Assigned task
Copy all of the data that follows without altering a word.

Start of Data

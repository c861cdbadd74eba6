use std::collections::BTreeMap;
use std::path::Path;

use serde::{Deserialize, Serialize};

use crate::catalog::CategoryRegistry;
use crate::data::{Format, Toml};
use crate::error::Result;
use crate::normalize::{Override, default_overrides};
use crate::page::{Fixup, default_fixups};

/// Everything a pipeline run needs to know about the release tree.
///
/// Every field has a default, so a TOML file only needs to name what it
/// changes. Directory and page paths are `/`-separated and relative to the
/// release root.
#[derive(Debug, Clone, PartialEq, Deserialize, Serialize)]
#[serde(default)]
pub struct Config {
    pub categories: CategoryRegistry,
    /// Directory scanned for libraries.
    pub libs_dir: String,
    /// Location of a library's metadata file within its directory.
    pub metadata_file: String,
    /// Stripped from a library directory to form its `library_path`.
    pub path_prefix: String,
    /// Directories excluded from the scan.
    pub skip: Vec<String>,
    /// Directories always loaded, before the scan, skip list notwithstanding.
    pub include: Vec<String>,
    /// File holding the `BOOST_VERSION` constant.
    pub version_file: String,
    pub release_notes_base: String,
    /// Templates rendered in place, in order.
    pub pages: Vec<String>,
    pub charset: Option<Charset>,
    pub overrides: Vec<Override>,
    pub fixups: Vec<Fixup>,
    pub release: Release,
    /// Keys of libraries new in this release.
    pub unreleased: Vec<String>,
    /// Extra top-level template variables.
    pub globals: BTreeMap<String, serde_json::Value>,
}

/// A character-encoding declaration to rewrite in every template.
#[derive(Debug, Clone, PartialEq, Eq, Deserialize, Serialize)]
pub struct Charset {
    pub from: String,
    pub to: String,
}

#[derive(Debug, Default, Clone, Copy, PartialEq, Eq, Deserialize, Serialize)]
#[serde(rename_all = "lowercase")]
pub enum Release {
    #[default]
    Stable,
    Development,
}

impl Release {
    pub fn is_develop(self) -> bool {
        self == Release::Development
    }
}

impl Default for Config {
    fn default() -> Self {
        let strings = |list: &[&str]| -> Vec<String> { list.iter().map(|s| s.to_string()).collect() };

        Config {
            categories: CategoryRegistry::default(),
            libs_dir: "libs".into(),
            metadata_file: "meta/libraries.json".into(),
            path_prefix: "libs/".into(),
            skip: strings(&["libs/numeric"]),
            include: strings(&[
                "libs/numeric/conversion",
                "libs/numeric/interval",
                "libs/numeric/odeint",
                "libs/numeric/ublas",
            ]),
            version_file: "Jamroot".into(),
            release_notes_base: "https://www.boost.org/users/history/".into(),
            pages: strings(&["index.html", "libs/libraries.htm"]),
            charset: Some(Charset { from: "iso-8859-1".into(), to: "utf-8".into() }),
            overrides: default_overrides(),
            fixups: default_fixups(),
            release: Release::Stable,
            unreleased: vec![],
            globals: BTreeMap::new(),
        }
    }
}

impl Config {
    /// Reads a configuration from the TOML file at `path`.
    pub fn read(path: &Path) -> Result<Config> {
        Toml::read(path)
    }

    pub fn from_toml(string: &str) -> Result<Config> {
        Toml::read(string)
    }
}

End of Data

Solution for this problem
repository c861cdbadd74eba6
use std::collections::BTreeMap;
use std::path::Path;

use serde::{Deserialize, Serialize};

use crate::catalog::CategoryRegistry;
use crate::data::{Format, Toml};
use crate::error::Result;
use crate::normalize::{Override, default_overrides};
use crate::page::{Fixup, default_fixups};

/// Everything a pipeline run needs to know about the release tree.
///
/// Every field has a default, so a TOML file only needs to name what it
/// changes. Directory and page paths are `/`-separated and relative to the
/// release root.
#[derive(Debug, Clone, PartialEq, Deserialize, Serialize)]
#[serde(default)]
pub struct Config {
    pub categories: CategoryRegistry,
    /// Directory scanned for libraries.
    pub libs_dir: String,
    /// Location of a library's metadata file within its directory.
    pub metadata_file: String,
    /// Stripped from a library directory to form its `library_path`.
    pub path_prefix: String,
    /// Directories excluded from the scan.
    pub skip: Vec<String>,
    /// Directories always loaded, before the scan, skip list notwithstanding.
    pub include: Vec<String>,
    /// File holding the `BOOST_VERSION` constant.
    pub version_file: String,
    pub release_notes_base: String,
    /// Templates rendered in place, in order.
    pub pages: Vec<String>,
    pub charset: Option<Charset>,
    pub overrides: Vec<Override>,
    pub fixups: Vec<Fixup>,
    pub release: Release,
    /// Keys of libraries new in this release.
    pub unreleased: Vec<String>,
    /// Extra top-level template variables.
    pub globals: BTreeMap<String, serde_json::Value>,
}

/// A character-encoding declaration to rewrite in every template.
#[derive(Debug, Clone, PartialEq, Eq, Deserialize, Serialize)]
pub struct Charset {
    pub from: String,
    pub to: String,
}

#[derive(Debug, Default, Clone, Copy, PartialEq, Eq, Deserialize, Serialize)]
#[serde(rename_all = "lowercase")]
pub enum Release {
    #[default]
    Stable,
    Development,
}

impl Release {
    pub fn is_develop(self) -> bool {
        self == Release::Development
    }
}

impl Default for Config {
    fn default() -> Self {
        let strings = |list: &[&str]| -> Vec<String> { list.iter().map(|s| s.to_string()).collect() };

        Config {
            categories: CategoryRegistry::default(),
            libs_dir: "libs".into(),
            metadata_file: "meta/libraries.json".into(),
            path_prefix: "libs/".into(),
            skip: strings(&["libs/numeric"]),
            include: strings(&[
                "libs/numeric/conversion",
                "libs/numeric/interval",
                "libs/numeric/odeint",
                "libs/numeric/ublas",
            ]),
            version_file: "Jamroot".into(),
            release_notes_base: "https://www.boost.org/users/history/".into(),
            pages: strings(&["index.html", "libs/libraries.htm"]),
            charset: Some(Charset { from: "iso-8859-1".into(), to: "utf-8".into() }),
            overrides: default_overrides(),
            fixups: default_fixups(),
            release: Release::Stable,
            unreleased: vec![],
            globals: BTreeMap::new(),
        }
    }
}

impl Config {
    /// Reads a configuration from the TOML file at `path`.
    pub fn read(path: &Path) -> Result<Config> {
        Toml::read(path)
    }

    pub fn from_toml(string: &str) -> Result<Config> {
        Toml::read(string)
    }
}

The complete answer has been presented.